10.9.01

Privacidade pública



Um dos maiores problemas de se estar na praça há tanto tempo quanto eu estou é a tendência insopitável de se usar palavras como insopitável, e se começar colunas com a fatídica palavra “Antigamente...”. Embora não nos faltem dicionários neste momento, nada é insopitável; e quem quer ler sobre os antigamentes da vida vai direto aos livros de história. Num caderno de informática, o que importa é, sobretudo, o futuro — embora eu, sinceramente, esteja achando esta palavra, futuro , muito mais desgastada e oca do que o bom e velho antigamente.

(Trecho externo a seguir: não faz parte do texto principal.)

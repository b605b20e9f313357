//! Scan job, partition and aggregation types.

use std::collections::BTreeMap;

use chrono::{DateTime, Utc};
use serde::{Deserialize, Serialize};

use scanflow_core::{PartitionId, ScanJobId, TargetId, TenantId, WorkStatus};

/// Parent aggregate: one per user-initiated scan.
#[derive(Debug, Clone, PartialEq, Eq, Serialize, Deserialize)]
pub struct ScanJob {
    pub id: ScanJobId,
    pub tenant_id: TenantId,
    pub target_id: TargetId,
    pub status: WorkStatus,
    pub files_scanned: u64,
    pub files_with_pii: u64,
    pub total_entities: u64,
    /// Fixed at fan-out
    pub partitions_total: u32,
    pub partitions_completed: u32,
    pub partitions_failed: u32,
    pub started_at: Option<DateTime<Utc>>,
    pub completed_at: Option<DateTime<Utc>>,
    pub error: Option<String>,
    pub created_at: DateTime<Utc>,
}

impl ScanJob {
    pub fn new(tenant_id: TenantId, target_id: TargetId) -> Self {
        Self {
            id: ScanJobId::new(),
            tenant_id,
            target_id,
            status: WorkStatus::Pending,
            files_scanned: 0,
            files_with_pii: 0,
            total_entities: 0,
            partitions_total: 0,
            partitions_completed: 0,
            partitions_failed: 0,
            started_at: None,
            completed_at: None,
            error: None,
            created_at: Utc::now(),
        }
    }

    /// Aggregation already wrote the final state. `completed_at` is stamped
    /// only by aggregation, including for cancelled scans.
    pub fn is_aggregated(&self) -> bool {
        self.completed_at.is_some()
    }
}

/// Child unit of a scan job.
#[derive(Debug, Clone, PartialEq, Eq, Serialize, Deserialize)]
pub struct ScanPartition {
    pub id: PartitionId,
    pub tenant_id: TenantId,
    pub job_id: ScanJobId,
    pub partition_index: u32,
    pub total_partitions: u32,
    /// Opaque to the coordinator; see [`PartitionSpec`] for the key-range form.
    pub partition_spec: serde_json::Value,
    pub status: WorkStatus,
    pub progress: PartitionProgress,
    pub started_at: Option<DateTime<Utc>>,
    pub completed_at: Option<DateTime<Utc>>,
    pub error: Option<String>,
}

impl ScanPartition {
    pub fn new(
        tenant_id: TenantId,
        job_id: ScanJobId,
        partition_index: u32,
        total_partitions: u32,
        partition_spec: serde_json::Value,
    ) -> Self {
        Self {
            id: PartitionId::new(),
            tenant_id,
            job_id,
            partition_index,
            total_partitions,
            partition_spec,
            status: WorkStatus::Pending,
            progress: PartitionProgress::default(),
            started_at: None,
            completed_at: None,
            error: None,
        }
    }
}

/// Risk bucket reported by the detection pipeline.
#[derive(Debug, Clone, Copy, PartialEq, Eq, PartialOrd, Ord, Hash, Serialize, Deserialize)]
#[serde(rename_all = "SCREAMING_SNAKE_CASE")]
pub enum RiskTier {
    Minimal,
    Low,
    Medium,
    High,
    Critical,
}

/// Extra per-partition counters, persisted as the `stats` blob.
#[derive(Debug, Clone, Default, PartialEq, Eq, Serialize, Deserialize)]
#[serde(default)]
pub struct PartitionStats {
    pub by_risk_tier: BTreeMap<RiskTier, u64>,
}

/// Running counters of one partition, written at every checkpoint.
#[derive(Debug, Clone, Default, PartialEq, Eq, Serialize, Deserialize)]
#[serde(default)]
pub struct PartitionProgress {
    pub files_scanned: u64,
    pub files_with_pii: u64,
    pub total_entities: u64,
    pub files_skipped: u64,
    pub files_errored: u64,
    /// Resumption cursor: last path handled (scanned, skipped or errored).
    pub last_processed_path: Option<String>,
    pub stats: PartitionStats,
}

impl PartitionProgress {
    /// Count one scanned file.
    pub fn record_scanned(&mut self, total_entities: u64, risk_tier: Option<RiskTier>) {
        self.files_scanned += 1;
        self.total_entities += total_entities;
        if total_entities > 0 {
            self.files_with_pii += 1;
        }
        if let Some(tier) = risk_tier {
            *self.stats.by_risk_tier.entry(tier).or_default() += 1;
        }
    }

    /// Files looked at, whatever their outcome.
    pub fn files_seen(&self) -> u64 {
        self.files_scanned + self.files_skipped + self.files_errored
    }
}

/// Key range a partition covers: keys under `prefix` in `[start_at, end_before)`.
#[derive(Debug, Clone, Default, PartialEq, Eq, Serialize, Deserialize)]
pub struct PartitionSpec {
    #[serde(default)]
    pub prefix: String,
    /// Inclusive lower bound; unbounded when absent.
    #[serde(default, skip_serializing_if = "Option::is_none")]
    pub start_at: Option<String>,
    /// Exclusive upper bound; unbounded when absent.
    #[serde(default, skip_serializing_if = "Option::is_none")]
    pub end_before: Option<String>,
}

impl PartitionSpec {
    /// The whole keyspace under `prefix`.
    pub fn whole(prefix: impl Into<String>) -> Self {
        Self {
            prefix: prefix.into(),
            start_at: None,
            end_before: None,
        }
    }

    pub fn contains(&self, key: &str) -> bool {
        key.starts_with(&self.prefix)
            && self.start_at.as_deref().is_none_or(|s| key >= s)
            && self.end_before.as_deref().is_none_or(|e| key < e)
    }

    /// Contiguous, non-overlapping ranges split at `boundaries`.
    ///
    /// `n` distinct boundaries give `n + 1` ranges covering the whole prefix.
    pub fn key_ranges<S: AsRef<str>>(prefix: &str, boundaries: &[S]) -> Vec<PartitionSpec> {
        let mut points: Vec<&str> = boundaries.iter().map(AsRef::as_ref).collect();
        points.sort_unstable();
        points.dedup();

        let mut lower: Option<&str> = None;
        let mut ranges = Vec::with_capacity(points.len() + 1);
        for point in points {
            ranges.push(PartitionSpec {
                prefix: prefix.to_string(),
                start_at: lower.map(str::to_string),
                end_before: Some(point.to_string()),
            });
            lower = Some(point);
        }
        ranges.push(PartitionSpec {
            prefix: prefix.to_string(),
            start_at: lower.map(str::to_string),
            end_before: None,
        });
        ranges
    }

    pub fn to_value(&self) -> serde_json::Value {
        serde_json::to_value(self).unwrap_or(serde_json::Value::Null)
    }

    pub fn from_value(value: &serde_json::Value) -> Result<Self, serde_json::Error> {
        serde_json::from_value(value.clone())
    }
}

/// Queue payload of a `scan_partition` job.
#[derive(Debug, Clone, Copy, PartialEq, Eq, Serialize, Deserialize)]
pub struct PartitionTask {
    pub partition_id: PartitionId,
    pub job_id: ScanJobId,
}

/// Final state written to the parent by a successful aggregation.
#[derive(Debug, Clone, PartialEq, Eq, Serialize, Deserialize)]
pub struct ScanSummary {
    pub job_id: ScanJobId,
    pub status: WorkStatus,
    pub files_scanned: u64,
    pub files_with_pii: u64,
    pub total_entities: u64,
    pub partitions_total: u32,
    pub partitions_completed: u32,
    pub partitions_failed: u32,
    pub error: Option<String>,
    pub completed_at: DateTime<Utc>,
}

/// Result of one `check_and_aggregate` attempt.
#[derive(Debug, Clone, PartialEq, Eq)]
pub enum AggregationOutcome {
    /// Another worker holds the job's aggregation mutex.
    LockBusy,
    /// Some partitions are not terminal yet.
    Deferred { remaining: usize },
    /// The parent already reached its final state.
    AlreadyAggregated,
    /// This call aggregated the job.
    Aggregated(ScanSummary),
}

/// How a partition's worker loop ended.
#[derive(Debug, Clone, PartialEq, Eq, Serialize, Deserialize)]
pub struct PartitionReport {
    pub partition_id: PartitionId,
    pub status: WorkStatus,
    pub progress: PartitionProgress,
}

Isso tudo por quê? Porque, quanto mais eu ouço falar em privacidade, mais me lembro dos militares. Antigamente , cada vez que um general vinha a público afirmar: “As Forças Armadas estão coesas”, a gente já sabia — estava quebrando um tremendo pau lá entre eles. Pois quanto mais se fala em privacidade, hoje, menos privacidade se tem. Na boca da Micro$oft, então, esta palavra é um perigo. A gente sabe bem o tipo de privacidade que eles têm em mente.

Mas é injusto dar exclusivo destaque à M$ neste nosso orwelliano mundo de câmeras, vigilância de sites e de mailboxes, gators e cookies. Eu já joguei a toalha da minha privacidade há tempos. Estou conformada com o fato de que não há nada que alguém queira saber a meu respeito que não possa saber, desde que consulte as fontes certas, clique nos sites pertinentes e — vá lá — pague as devidas propinas a um despachante safo.

Não sendo nem do Pará nem de Ribeirão Preto, não tenho a pretensão de achar que há forças ocultas de fato interessadas na minha rotineira pessoa — mas também não sou ingênua a ponto de não saber que existem gigantescas forças comerciais interessadíssimas nos meus hábitos de consumo, dispostas a me virar de cabeça para baixo e sacudir bastante, para pegar as últimas moedinhas que me caírem dos bolsos. A questão toda é que, para elas, eu não sou Cora Rónai; sou apenas um número dentro de um quadro genérico, e o meu lado número, digamos assim, já não está nem aí. Esta luta está perdida há tempos.

Isso, porém, quer dizer apenas que, filosoficamente, já me entendi com o problema; mas não quer dizer que, ainda que considere a batalha perdida, não esteja disposta a lutar, com unhas e dentes, contra qualquer tentativa de invasão de privacidade.

É assim: eles forçam de lá, a gente se defende de cá. Adianta? Possivelmente não, mas ainda que eu consiga, enquanto número , me desligar o suficiente da questão, não é do meu feitio, a nível de pessoa , sofrer em silêncio.

O problema é que a sociedade, como um todo, acordou tarde demais para a questão — se é que acordou. Em nome de um suposto “serviço” ou de uma suposta “segurança”, tudo é considerado... normal. Os cookies, que nos seguem pela internet afora, são, afinal, tão práticos e inocentes, não são? E o que tem demais a identificação individual dos chips da Intel? Câmeras de vigilância nas portas dos condomínios? Perfeito. Nos corredores dos hotéis? Claro. Nos elevadores? Lógico. Nas ruas? Por que não?

E ainda não ouvimos da missa a metade. Tenho visto em laboratórios de alta tecnologia modelos extremamente eficientes de “casas inteligentes”, “carros inteligentes”, “objetos inteligentes”. De um lado fico fascinada com o desenvolvimento da tecnologia; de outro, chocada com o ponto a que chegamos.

Num desses laboratórios, se fazia a demonstração de um sistema GPS (Global Positioning System) casado a celulares e cartões... hm, “inteligentes”, claro, como todo o resto. Com um celular ou um cartão desses, é possível ao mundo supostamente inerte à volta interagir com o cidadão. A parada do ônibus lhe mostrará num mapa onde está a sua condução, a loja da esquina o avisará de que chegou a roupa que ele queria, o videoclube pedirá de volta a fita cujo aluguel vence logo mais. Tudo muito eficiente e muito prático, mas... Pois é, aí deixo vocês, com essa conjunção adversativa.